Mentre le aziende italiane chiudono, quelle in mano agli immigrati continuano ad aumentare e ora contribuiscono al 5,5% del Pil.
di Massimo Morici
Gli italiani chiudono baracca, gli stranieri la riaprono. Potremmo sintetizzare così il risultato delle ultime rielaborazioni della Fondazione Leone Moressa, uno dei centri studi più autorevoli nella misurazione del peso economico degli immigrati in Italia, che presenterà a ottobre il corposo Rapporto sull'Economia dell'Immigrazione, giunto alla seconda edizione.
Due cifre su tutte rappresentano questo trend: le imprese straniere, nonostante la crisi hanno chiuso il 2011 con un saldo positivo di oltre 26.000 unità, mentre quelle italiane nello stesso periodo sono diminuite di 28.000 imprese.
In tutto il 7,4% delle imprese operanti in Italia sono condotte da cittadini stranieri, pari a 454.000 imprese attive soprattutto nel commercio, nell'edilizia (ormai nelle costruzioni più di un'impresa su dieci è condotta da uno straniero) e nei servizi.
Un esercito che nel 2011, sempre secondo la Fondazione Moressa, ha prodotto circa 76 miliardi di euro, pari al 5,5% dell'intera ricchezza prodotta a livello nazionale (più generosa l'ultima stima della Caritas che parla di un peso pari all'11% del Pil).
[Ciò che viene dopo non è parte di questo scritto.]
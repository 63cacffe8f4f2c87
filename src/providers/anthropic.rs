//! Anthropic provider implementation using the `/v1/messages` API.

use serde::{Deserialize, Serialize};

use super::{
    check_http_response, CompletionRequest, CompletionResponse, LlmProvider, ProviderError,
    UsageStats,
};

const ANTHROPIC_API_BASE: &str = "https://api.anthropic.com/v1/messages";
const ANTHROPIC_VERSION: &str = "2023-06-01";

// ---------------------------------------------------------------------------
// Wire types (pub for integration testing)
// ---------------------------------------------------------------------------

/// Anthropic messages API request body.
#[doc(hidden)]
#[derive(Debug, Serialize)]
pub struct AnthropicRequest {
    /// Model identifier.
    pub model: String,
    /// Conversation messages (always a single user turn here).
    pub messages: Vec<AnthropicMessage>,
    /// Maximum tokens to generate.
    pub max_tokens: u32,
    /// Sampling temperature.
    pub temperature: f32,
    /// Optional system prompt.
    #[serde(skip_serializing_if = "Option::is_none")]
    pub system: Option<String>,
}

/// A message in Anthropic format.
#[doc(hidden)]
#[derive(Debug, Serialize)]
pub struct AnthropicMessage {
    /// Role: always "user" for a single-turn completion.
    pub role: String,
    /// Plain text content.
    pub content: String,
}

/// Anthropic API response body.
#[doc(hidden)]
#[derive(Debug, Deserialize)]
pub struct AnthropicResponse {
    /// Content blocks in the response.
    pub content: Vec<AnthropicContentBlock>,
    /// Model that served the response.
    pub model: String,
    /// Token usage.
    pub usage: AnthropicUsage,
}

/// A content block in the Anthropic response.
#[doc(hidden)]
#[derive(Debug, Deserialize)]
#[serde(tag = "type", rename_all = "snake_case")]
pub enum AnthropicContentBlock {
    /// Text content.
    Text {
        /// The text.
        text: String,
    },
    /// Any non-text block; ignored when extracting the completion text.
    #[serde(other)]
    Other,
}

/// Anthropic usage statistics.
#[doc(hidden)]
#[derive(Debug, Deserialize)]
pub struct AnthropicUsage {
    /// Input tokens consumed.
    pub input_tokens: u32,
    /// Output tokens generated.
    pub output_tokens: u32,
}

// ---------------------------------------------------------------------------
// Provider
// ---------------------------------------------------------------------------

/// Anthropic messages API provider.
///
/// Holds the shared HTTP client injected at construction; the client carries
/// the per-call timeout configured at startup.
#[derive(Debug, Clone)]
pub struct AnthropicProvider {
    model: String,
    api_key: String,
    client: reqwest::Client,
}

impl AnthropicProvider {
    /// Create a new Anthropic provider instance.
    pub fn new(client: reqwest::Client, api_key: String, model: String) -> Self {
        Self {
            model,
            api_key,
            client,
        }
    }
}

// ---------------------------------------------------------------------------
// Request / Response builders (pub for integration testing)
// ---------------------------------------------------------------------------

/// Build an Anthropic API request from a completion request.
#[doc(hidden)]
pub fn build_request(model: &str, request: &CompletionRequest) -> AnthropicRequest {
    AnthropicRequest {
        model: model.to_owned(),
        messages: vec![AnthropicMessage {
            role: "user".to_owned(),
            content: request.prompt.clone(),
        }],
        max_tokens: request.max_tokens,
        temperature: request.temperature,
        system: request.system.clone(),
    }
}

/// Parse an Anthropic API response into a completion response.
///
/// # Errors
///
/// Returns `ProviderError::Parse` if the response cannot be deserialized.
#[doc(hidden)]
pub fn parse_response(body: &str) -> Result<CompletionResponse, ProviderError> {
    let resp: AnthropicResponse =
        serde_json::from_str(body).map_err(|e| ProviderError::Parse(e.to_string()))?;

    let text: String = resp
        .content
        .iter()
        .filter_map(|block| match block {
            AnthropicContentBlock::Text { text } => Some(text.as_str()),
            AnthropicContentBlock::Other => None,
        })
        .collect();

    Ok(CompletionResponse {
        text,
        usage: UsageStats {
            input_tokens: resp.usage.input_tokens,
            output_tokens: resp.usage.output_tokens,
        },
        model: resp.model,
    })
}

// ---------------------------------------------------------------------------
// Trait impl
// ---------------------------------------------------------------------------

#[async_trait::async_trait]
impl LlmProvider for AnthropicProvider {
    async fn complete(
        &self,
        request: CompletionRequest,
    ) -> Result<CompletionResponse, ProviderError> {
        let api_request = build_request(&self.model, &request);

        let response = self
            .client
            .post(ANTHROPIC_API_BASE)
            .header("anthropic-version", ANTHROPIC_VERSION)
            .header("content-type", "application/json")
            .header("x-api-key", &self.api_key)
            .json(&api_request)
            .send()
            .await?;

        let payload = check_http_response(response).await?;
        parse_response(&payload)
    }

    fn model_id(&self) -> &str {
        &self.model
    }
}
La cifra, tuttavia, potrebbe essere maggiore, considerando il sommerso che pesa per circa il 17,5% del Pil in Italia e che è assai diffuso anche nell'imprenditoria straniera.
Di tutto questo denaro, per lo meno di quello rintracciabile, visto che le rilevazioni della Fondazione si basano sui dati delle varie Camere di commercio, quanto ne rimane alla fine in Italia? Per farci un'idea, dovremmo togliere dai 74 miliardi almeno un 10%, ossia 7,4 miliardi che se ne vanno in rimesse, aumentate del 12,5% nel 2011 rispetto all'anno precedente.
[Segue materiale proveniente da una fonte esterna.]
//! Oraculo -- a natural-language analytics gateway.
//!
//! Takes a free-text question, asks an LLM to classify it into one of a
//! fixed set of query intents, normalizes the extracted parameters against
//! a static schema, dispatches to the matching third-party integration
//! (GA4, Search Console, YouTube, Google Sheets, Trello) and optionally
//! narrates the result back in plain language with a second LLM call.
//!
//! See `DESIGN.md` for architecture notes.

#![forbid(unsafe_code)]
#![warn(missing_docs)]

pub mod config;
pub mod credentials;
pub mod logging;
pub mod providers;

pub mod dispatch;
pub mod integrations;

pub mod adapters;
Si tratta, in media, di circa 1.618 euro all'anno inviati da ogni straniero al proprio paese e destinati per lo più in Asia e in Cina, tanto che la Fondazione stima che i cinesi residenti in Italia riescano a mantenere una città grande più o meno come Palermo (800.000 connazionali) in patria.
Il resto di quella ricchezza prodotta, circa 70 miliardi, rimarrebbe quindi in Italia, dove se ne va in consumi, affitti, bollette, rate da pagare e, ovviamente, tasse. Almeno si spera.